The Senate Homeland Security and Governmental Affairs Committee asked corporate leaders and civil liberties experts how best to write a bill that would boost information-sharing while still protecting consumers’ personal data.
“One of our missions for this Congress is to address the cybersecurity threat,” said the committee’s new chairman, Sen. Ron Johnson, R-Wis.
Lawmakers appear to be moving quickly to take up a bill in the new Congress as President Obama and a coalition of tech and business groups push for action in the wake of the high-profile hack of Sony Pictures in November. In addition to Wednesday’s Senate hearing, House committees held two hearings on cybersecurity issues Tuesday.

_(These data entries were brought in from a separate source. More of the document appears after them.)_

use super::{person_at, CommandError, CommandResult, Executable};
use crate::index::Index;
use crate::models::{Level, Name, Person, Phone};
use crate::store::Model;

const WARNING_SAME_NAME: &str = "Warning: another student has the same name.";
const WARNING_SAME_PHONE: &str = "Warning: another student has the same phone number.";

/// Adds a student.
///
/// A student with the same name and phone is rejected outright. Sharing only
/// the name (in any case) or only the phone is allowed, with a warning line
/// appended to the feedback for each.
#[derive(Debug, Clone, PartialEq, Eq)]
pub struct AddCommand {
    person: Person,
}

impl AddCommand {
    pub const COMMAND_WORD: &'static str = "add";
    pub const USAGE: &'static str = "add: Adds a student to the record book.\n\
        Parameters: n/NAME p/PHONE l/LEVEL [c/CLASS]... [a/ASSIGNMENT]...\n\
        Assignments require exactly one class.\n\
        Example: add n/John Doe p/98765432 l/Sec 3 c/Math a/hw1";

    pub fn new(person: Person) -> Self {
        Self { person }
    }
}

impl Executable for AddCommand {
    fn execute(&self, model: &mut Model) -> Result<CommandResult, CommandError> {
        if model.has_person(&self.person) {
            return Err(CommandError::DuplicatePerson);
        }

        let warnings = soft_duplicate_warnings(model, &self.person, None, true, true);
        model.add_person(self.person.clone())?;
        model.commit();

        let mut feedback = format!("New student added: {}", self.person);
        for warning in warnings {
            feedback.push('\n');
            feedback.push_str(warning);
        }
        Ok(CommandResult::new(feedback).with_redisplay())
    }
}

/// Field edits collected before an [`EditCommand`] is built. Unset fields
/// keep the student's current value.
#[derive(Debug, Clone, Default, PartialEq, Eq)]
pub struct EditPersonDescriptor {
    name: Option<Name>,
    phone: Option<Phone>,
    level: Option<Level>,
}

impl EditPersonDescriptor {
    pub fn new() -> Self {
        Self::default()
    }

    pub fn set_name(&mut self, name: Name) {
        self.name = Some(name);
    }

    pub fn set_phone(&mut self, phone: Phone) {
        self.phone = Some(phone);
    }

    pub fn set_level(&mut self, level: Level) {
        self.level = Some(level);
    }

    pub fn is_any_field_edited(&self) -> bool {
        self.name.is_some() || self.phone.is_some() || self.level.is_some()
    }

    fn apply(&self, person: &Person) -> Person {
        let mut edited = person.clone();
        if let Some(name) = &self.name {
            edited = edited.with_name(name.clone());
        }
        if let Some(phone) = &self.phone {
            edited = edited.with_phone(phone.clone());
        }
        if let Some(level) = &self.level {
            edited = edited.with_level(level.clone());
        }
        edited
    }
}

/// Edits the name, phone or level of the student at `index`.
#[derive(Debug, Clone, PartialEq, Eq)]
pub struct EditCommand {
    index: Index,
    descriptor: EditPersonDescriptor,
}

impl EditCommand {
    pub const COMMAND_WORD: &'static str = "edit";
    pub const USAGE: &'static str = "edit: Edits the student at the given index.\n\
        Parameters: INDEX [n/NAME] [p/PHONE] [l/LEVEL]\n\
        Example: edit 1 p/91234567 l/Sec 4";

    pub fn new(index: Index, descriptor: EditPersonDescriptor) -> Self {
        Self { index, descriptor }
    }
}

impl Executable for EditCommand {
    fn execute(&self, model: &mut Model) -> Result<CommandResult, CommandError> {
        let target = person_at(model, self.index)?;
        let edited = self.descriptor.apply(&target);

        if !target.is_same_person(&edited) && model.has_person(&edited) {
            return Err(CommandError::DuplicatePerson);
        }

        let warnings = soft_duplicate_warnings(
            model,
            &edited,
            Some(&target),
            self.descriptor.name.is_some(),
            self.descriptor.phone.is_some(),
        );
        model.set_person(&target, edited.clone())?;
        model.commit();

        let mut feedback = format!("Edited Student: {}", edited);
        for warning in warnings {
            feedback.push('\n');
            feedback.push_str(warning);
        }
        Ok(CommandResult::new(feedback))
    }
}

/// Removes the student at `index`.
#[derive(Debug, Clone, PartialEq, Eq)]
pub struct DeleteCommand {
    index: Index,
}

impl DeleteCommand {
    pub const COMMAND_WORD: &'static str = "delete";
    pub const USAGE: &'static str = "delete: Deletes the student at the given index.\n\
        Parameters: INDEX (must be a positive integer)\n\
        Example: delete 1";

    pub fn new(index: Index) -> Self {
        Self { index }
    }
}

impl Executable for DeleteCommand {
    fn execute(&self, model: &mut Model) -> Result<CommandResult, CommandError> {
        let target = person_at(model, self.index)?;
        model.delete_person(&target)?;
        model.commit();
        Ok(CommandResult::new(format!("Deleted Student: {}", target)))
    }
}

/// Warnings for a candidate record that shares its name (ignoring case) or
/// phone with some other student. `original` is the record being edited and
/// is left out of the comparison.
fn soft_duplicate_warnings(
    model: &Model,
    candidate: &Person,
    original: Option<&Person>,
    check_name: bool,
    check_phone: bool,
) -> Vec<&'static str> {
    let others: Vec<&Person> = model
        .persons()
        .filter(|p| original.map_or(true, |o| !p.is_same_person(o)))
        .collect();

    let mut warnings = Vec::new();
    if check_name && others.iter().any(|p| p.name().eq_ignore_case(candidate.name())) {
        warnings.push(WARNING_SAME_NAME);
    }
    if check_phone && others.iter().any(|p| p.phone() == candidate.phone()) {
        warnings.push(WARNING_SAME_PHONE);
    }
    warnings
}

The U.S. Chamber of Commerce, American Bankers Association, Telecommunications Industry Association and about 20 other business groups sent a letter to Senate leaders this week calling on them to pass an information-sharing bill as quickly as possible.

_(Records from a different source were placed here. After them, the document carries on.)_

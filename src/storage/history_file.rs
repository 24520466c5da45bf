use std::fs::OpenOptions;
use std::io::{ErrorKind, Write};
use std::path::PathBuf;

use super::{create_parent_dir, StorageError};

/// Append-only log of entered commands, one per line, oldest first.
#[derive(Debug, Clone)]
pub struct HistoryFile {
    path: PathBuf,
}

impl HistoryFile {
    pub fn open(path: impl Into<PathBuf>) -> Self {
        Self { path: path.into() }
    }

    /// Every saved line, skipping blanks. A missing file has no lines.
    pub fn read_lines(&self) -> Result<Vec<String>, StorageError> {
        match std::fs::read_to_string(&self.path) {
            Ok(text) => Ok(text
                .lines()
                .filter(|line| !line.trim().is_empty())
                .map(str::to_string)
                .collect()),
            Err(e) if e.kind() == ErrorKind::NotFound => Ok(Vec::new()),
            Err(source) => Err(StorageError::Io {
                path: self.path.clone(),
                source,
            }),
        }
    }

    pub fn append(&self, command: &str) -> Result<(), StorageError> {
        create_parent_dir(&self.path)?;
        let io_err = |source| StorageError::Io {
            path: self.path.clone(),
            source,
        };
        let mut file = OpenOptions::new()
            .create(true)
            .append(true)
            .open(&self.path)
            .map_err(io_err)?;
        // Embedded newlines would split one command into several on reload.
        writeln!(file, "{}", command.replace(['\r', '\n'], " ")).map_err(io_err)
    }
}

“Cyberattacks aimed at U.S. businesses and government entities are being launched from various sources, including sophisticated hackers, organized crime, and state-sponsored groups,” the letter reads. “These attacks are advancing in scope and complexity … congressional action cannot come soon enough.”
Johnson cited a recent study by the Center for Strategic and International Studies that estimated the total economic loss of cyber-attacks are as high as $100 billion a year. A separate study commissioned by HP Enterprise Security estimated the mean annualized cost of cybercrimes in the USA to be $12.7 million per company.

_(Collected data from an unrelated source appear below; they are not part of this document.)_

use super::{CommandError, CommandResult, Executable};
use super::{
    AddClassCommand, AddCommand, AssignAllCommand, AssignCommand, DeleteClassCommand,
    DeleteCommand, EditCommand, FilterCommand, MarkCommand, UnassignAllCommand, UnassignCommand,
    UnmarkCommand,
};
use crate::store::{Model, PersonPredicate};

/// Shows every student again.
#[derive(Debug, Clone, Copy, PartialEq, Eq)]
pub struct ListCommand;

impl ListCommand {
    pub const COMMAND_WORD: &'static str = "list";
}

impl Executable for ListCommand {
    fn execute(&self, model: &mut Model) -> Result<CommandResult, CommandError> {
        model.update_filtered_persons(PersonPredicate::ShowAll);
        Ok(CommandResult::new("Listed all students").with_redisplay())
    }
}

/// Shows students with a name word matching any keyword.
#[derive(Debug, Clone, PartialEq, Eq)]
pub struct FindCommand {
    keywords: Vec<String>,
}

impl FindCommand {
    pub const COMMAND_WORD: &'static str = "find";
    pub const USAGE: &'static str = "find: Finds students whose names contain any of the given words (case-insensitive).\n\
        Parameters: KEYWORD [KEYWORD]...\n\
        Example: find alice bob";

    pub fn new(keywords: Vec<String>) -> Self {
        Self { keywords }
    }
}

impl Executable for FindCommand {
    fn execute(&self, model: &mut Model) -> Result<CommandResult, CommandError> {
        model.update_filtered_persons(PersonPredicate::NameContainsKeywords(self.keywords.clone()));
        Ok(CommandResult::new(format!(
            "{} student(s) listed!",
            model.filtered_persons().len()
        ))
        .with_redisplay())
    }
}

/// Empties the record book. Undoable like any other change.
#[derive(Debug, Clone, Copy, PartialEq, Eq)]
pub struct ClearCommand;

impl ClearCommand {
    pub const COMMAND_WORD: &'static str = "clear";
}

impl Executable for ClearCommand {
    fn execute(&self, model: &mut Model) -> Result<CommandResult, CommandError> {
        model.clear();
        model.commit();
        Ok(CommandResult::new("Record book has been cleared!").with_redisplay())
    }
}

#[derive(Debug, Clone, Copy, PartialEq, Eq)]
pub struct UndoCommand;

impl UndoCommand {
    pub const COMMAND_WORD: &'static str = "undo";
}

impl Executable for UndoCommand {
    fn execute(&self, model: &mut Model) -> Result<CommandResult, CommandError> {
        model.undo().map_err(|_| CommandError::NothingToUndo)?;
        Ok(CommandResult::new("Undo success!").with_redisplay())
    }
}

#[derive(Debug, Clone, Copy, PartialEq, Eq)]
pub struct RedoCommand;

impl RedoCommand {
    pub const COMMAND_WORD: &'static str = "redo";
}

impl Executable for RedoCommand {
    fn execute(&self, model: &mut Model) -> Result<CommandResult, CommandError> {
        model.redo().map_err(|_| CommandError::NothingToRedo)?;
        Ok(CommandResult::new("Redo success!").with_redisplay())
    }
}

#[derive(Debug, Clone, Copy, PartialEq, Eq)]
pub struct HelpCommand;

impl HelpCommand {
    pub const COMMAND_WORD: &'static str = "help";
    pub const USAGE: &'static str = "help: Shows program usage instructions.\n\
        Example: help";

    /// One usage block per command, separated by blank lines.
    pub fn usage_summary() -> String {
        [
            AddCommand::USAGE,
            EditCommand::USAGE,
            DeleteCommand::USAGE,
            AddClassCommand::USAGE,
            DeleteClassCommand::USAGE,
            AssignCommand::USAGE,
            UnassignCommand::USAGE,
            AssignAllCommand::USAGE,
            UnassignAllCommand::USAGE,
            MarkCommand::USAGE,
            UnmarkCommand::USAGE,
            FilterCommand::USAGE,
            FindCommand::USAGE,
            "list, clear, undo, redo, help, exit: take no parameters",
        ]
        .join("\n\n")
    }
}

impl Executable for HelpCommand {
    fn execute(&self, _model: &mut Model) -> Result<CommandResult, CommandError> {
        Ok(CommandResult {
            feedback: Self::usage_summary(),
            show_help: true,
            ..CommandResult::default()
        })
    }
}

#[derive(Debug, Clone, Copy, PartialEq, Eq)]
pub struct ExitCommand;

impl ExitCommand {
    pub const COMMAND_WORD: &'static str = "exit";
}

impl Executable for ExitCommand {
    fn execute(&self, _model: &mut Model) -> Result<CommandResult, CommandError> {
        Ok(CommandResult {
            feedback: "Exiting as requested ...".to_string(),
            exit: true,
            ..CommandResult::default()
        })
    }
}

Sen. Tom Carper of Delaware, the senior Democrat on the Homeland Security panel, said he is anxious to work with Johnson, the Senate Intelligence Committee and the White House to move bipartisan information-sharing legislation.
An information-sharing bill would encourage companies to share information with the government — most likely the Department of Homeland Security — so that federal law enforcement officials can help stop and catch cyber criminals. A bill would give companies protection from lawsuits for sharing information with federal agencies and with one another.
“Often times, legal ambiguities make companies think twice about sharing cyber threat information with the government or their peers,” Carper said. “In some cases, companies are uncertain about what they can do to defend their own networks. Legislation can fix these problems.”
Johnson asked the five witnesses at Wednesday’s hearing what the biggest obstacle would be in passing a bill. All of them cited ongoing privacy concerns by Americans in the wake of the 2013 revelations by former National Security Agency contractor Edward Snowden about the NSA’s mass collection of data from Americans’ phone records.
“There is a deficit of trust in the security community,” said Richard Bejtlich, chief security strategist for FireEye, which provides software to companies to stop hackers and help companies recover from cyber attacks.
Gregory Nojeim, of the non-profit Center for Democracy and Technology, said any bill must require companies to take reasonable steps to remove consumers’ personally identifiable information — data that is not related to the cyber threat — before it is is shared with the government. He said DHS should do the same before it shares the data with any other federal agencies such as NSA.
“Quite simply, the American public should not — and need not — be forced to choose between being hacked by cyber criminals and being snooped on by the government,” Nojeim said.